Эли Вейл резко открыл ящик письменного стола и вытащил вчерашний выпуск «Вуа дю пёпль».
— Ты читаешь ежедневную газетенку Дорио? — саркастически заметил Симон.
— Перестань юродствовать. Мне ее дал один из моих коллег. Прочитай вот эту статью.
— Ты шутишь? Я не буду читать эту пакость.
— Нет, ты должен ее прочитать. Это весьма поучительная статья. В ней написано, что правительство приступило к тотальной денатурализации алжирских евреев. Но это никого не беспокоит. Вот уже более семидесяти лет они считаются французскими евреями, живущими в стране, даже не оккупированной немцами. Симон, следующие на очереди — мы.
Симон строго посмотрел на Эли, но все же пробежал статью глазами.
— Ладно. В любом случае у нас нет выбора. Эли, встань на учет как можно скорее. Если ты не хочешь сделать это ради себя, сделай это ради Рашель.
Симон коснулся самой больной темы. Рашель… Свет его очей. После смерти Мины, жены Эли, у него осталась только Рашель. Лишь она одна действительно много значила для него.
Симон резко встал и принялся ходить по комнате.
— У меня больше нет аргументов, чтобы убедить тебя, Эли. Ты всегда был упрямым, как осел.
Услышав, что дядя приближается к двери, Рашель бросилась в свою комнату, но половицы заскрипели у нее под ногами.
— У стен есть уши, — констатировал Эли, показывая головой на дверь.
— Ты слишком опекаешь ее, — упрекнул брата Симон. — Твоя дочь уже взрослая. И не такая наивная, как ты думаешь. Рашель не может не знать, что происходит за пределами вашего дома.
Эли Вейл повернулся к окну кабинета и принялся смотреть на авеню, чтобы скрыть внезапно охватившие его чувства.

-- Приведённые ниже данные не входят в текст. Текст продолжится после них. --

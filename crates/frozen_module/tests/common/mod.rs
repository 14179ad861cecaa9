//! Hand-rolled marshal data for integration tests
#![allow(dead_code)]

use std::{fmt::Write, fs, path::Path, time::UNIX_EPOCH};

use frozen_module::marshal::PY37_MAGIC;

pub const NONE: &[u8] = b"N";
pub const TRUE: &[u8] = b"T";
pub const FALSE: &[u8] = b"F";

pub fn int(value: i32) -> Vec<u8> {
    let mut out = vec![b'i'];
    out.extend_from_slice(&value.to_le_bytes());
    out
}

pub fn string(text: &str) -> Vec<u8> {
    let mut out = vec![b'u'];
    out.extend_from_slice(&(text.len() as i32).to_le_bytes());
    out.extend_from_slice(text.as_bytes());
    out
}

pub fn bytes(payload: &[u8]) -> Vec<u8> {
    let mut out = vec![b's'];
    out.extend_from_slice(&(payload.len() as i32).to_le_bytes());
    out.extend_from_slice(payload);
    out
}

pub fn optional_str(text: Option<&str>) -> Vec<u8> {
    text.map_or_else(|| NONE.to_vec(), string)
}

fn sequence(code: u8, items: &[Vec<u8>]) -> Vec<u8> {
    let mut out = vec![code];
    out.extend_from_slice(&(items.len() as i32).to_le_bytes());
    for item in items {
        out.extend_from_slice(item);
    }
    out
}

pub fn tuple(items: &[Vec<u8>]) -> Vec<u8> {
    sequence(b'(', items)
}

pub fn list(items: &[Vec<u8>]) -> Vec<u8> {
    sequence(b'[', items)
}

pub fn frozenset(items: &[Vec<u8>]) -> Vec<u8> {
    sequence(b'>', items)
}

fn names(values: &[&str]) -> Vec<u8> {
    tuple(&values.iter().map(|value| string(value)).collect::<Vec<_>>())
}

/// Module-level code object returning None
pub fn module_code(filename: &str, consts: &[Vec<u8>], global_names: &[&str]) -> Vec<u8> {
    let mut out = vec![b'c'];
    // argcount, kwonlyargcount, nlocals, stacksize, flags
    for field in [0i32, 0, 0, 2, 64] {
        out.extend_from_slice(&field.to_le_bytes());
    }
    out.extend(bytes(&[100, 0, 83, 0]));
    out.extend(tuple(consts));
    out.extend(names(global_names));
    out.extend(names(&[]));
    out.extend(names(&[]));
    out.extend(names(&[]));
    out.extend(string(filename));
    out.extend(string("<module>"));
    out.extend_from_slice(&1i32.to_le_bytes());
    out.extend(bytes(&[]));
    out
}

/// Timestamp-based cache file around `payload`
pub fn pyc(payload: &[u8], source_mtime: u32, source_size: u32) -> Vec<u8> {
    let mut out = PY37_MAGIC.to_vec();
    out.extend_from_slice(&0u32.to_le_bytes());
    out.extend_from_slice(&source_mtime.to_le_bytes());
    out.extend_from_slice(&source_size.to_le_bytes());
    out.extend_from_slice(payload);
    out
}

/// Cache file that is fresh for the existing `source`
pub fn pyc_for_source(payload: &[u8], source: &Path) -> Vec<u8> {
    let metadata = fs::metadata(source).unwrap();
    let mtime = metadata
        .modified()
        .unwrap()
        .duration_since(UNIX_EPOCH)
        .unwrap()
        .as_secs() as u32;
    pyc(payload, mtime, metadata.len() as u32)
}

/// Shell `printf` format reproducing `bytes` exactly
pub fn printf_format(bytes: &[u8]) -> String {
    let mut out = String::with_capacity(bytes.len() * 4);
    for byte in bytes {
        let _ = write!(out, "\\{byte:03o}");
    }
    out
}
//! Forward declarations of static objects

use std::fmt::Write;

use crate::{layout, value::ValueKind};

/// Handle of a declaration inside one serializer
#[derive(Debug, Clone, Copy, PartialEq, Eq, Hash)]
pub struct DeclId(pub(crate) usize);

/// C type a declaration is emitted with
#[derive(Debug, Clone, PartialEq, Eq)]
pub enum StructType {
    /// Fixed-size struct declared by the host headers
    Host(&'static str),
    /// Anonymous struct; lists the members following the object header
    Inline(Vec<String>),
}

/// One static object definition
///
/// The reference count stays mutable until the unit is rendered, since every
/// later reference to the object bumps it.
#[derive(Debug, Clone)]
pub struct Declaration {
    pub symbol: String,
    pub kind: ValueKind,
    pub refcount: usize,
    pub struct_type: StructType,
    pub type_object: &'static str,
    /// `Some` for variable-size objects
    pub ob_size: Option<isize>,
    /// Initializers of the members after the object header, in order
    pub fields: Vec<String>,
    pub comment: Option<String>,
    /// Auxiliary definitions the object points into
    pub prelude: Vec<String>,
}

impl Declaration {
    /// Reference expression other initializers embed
    pub fn reference(&self) -> String {
        layout::object_ref(&self.symbol, self.kind.is_gc_tracked())
    }

    /// Render the C definition
    pub fn render(&self) -> String {
        let gc_tracked = self.kind.is_gc_tracked();
        let mut out = String::new();

        for prelude in &self.prelude {
            out.push_str(prelude);
            out.push_str("\n\n");
        }
        if let Some(comment) = &self.comment {
            let _ = writeln!(out, "/* {comment} */");
        }

        match &self.struct_type {
            StructType::Host(name) => {
                let _ = writeln!(out, "static {name} {} = {{", self.symbol);
            }
            StructType::Inline(members) => {
                out.push_str("static struct {\n");
                if gc_tracked {
                    out.push_str("    PyGC_Head _gc_head;\n");
                }
                if self.ob_size.is_some() {
                    out.push_str("    PyObject_VAR_HEAD\n");
                } else {
                    out.push_str("    PyObject_HEAD\n");
                }
                for member in members {
                    let _ = writeln!(out, "    {member}");
                }
                let _ = writeln!(out, "}} {} = {{", self.symbol);
            }
        }

        if gc_tracked {
            let _ = writeln!(out, "    {},", layout::GC_HEAD_UNTRACKED);
        }
        match self.ob_size {
            Some(size) => {
                let _ = writeln!(
                    out,
                    "    {{{{{}, &{}}}, {size}}},",
                    self.refcount, self.type_object
                );
            }
            None => {
                let _ = writeln!(out, "    {{{}, &{}}},", self.refcount, self.type_object);
            }
        }
        for field in &self.fields {
            let _ = writeln!(out, "    {field},");
        }
        out.push_str("};\n");
        out
    }
}

/// Brace-enclosed initializer with one element per line
pub(crate) fn braced_list(items: &[String]) -> String {
    let mut out = String::from("{\n");
    for item in items {
        let _ = writeln!(out, "        {item},");
    }
    out.push_str("    }");
    out
}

— Ты, несомненно, прав. Но знаешь, Симон, я твердо уверен в одном: я никому не позволю причинить зло моей малышке Рашель. Слышишь? Никому!
Глава 8
Арвильер, Марна, 1999 год
В конце концов я включил проектор, чтобы досмотреть фильм. На экране появились другие, не представляющие особого интереса кадры. Казалось, все внимание было обращено на мужчину в эсэсовской форме. А мой дед буквально заискивал перед ним.
Вот и все. Бобина покрутилась еще несколько мгновений, но больше изображений не было. В отличие от старых немых фильмов, здесь не было титров, объясняющих то или иное действие или сопровождающих его шуткой. Эти изображения были до боли реальными.
Я не осмелился посмотреть фильм еще раз. По крайней мере, я не готов был сделать это сейчас.
Я помню, что машинально положил пленку в металлический футляр и убрал ее на самую верхнюю полку, словно пытался скрыть постыдную тайну. Я положил стикер в карман и вернулся в гостиную, к Алисе и Анне.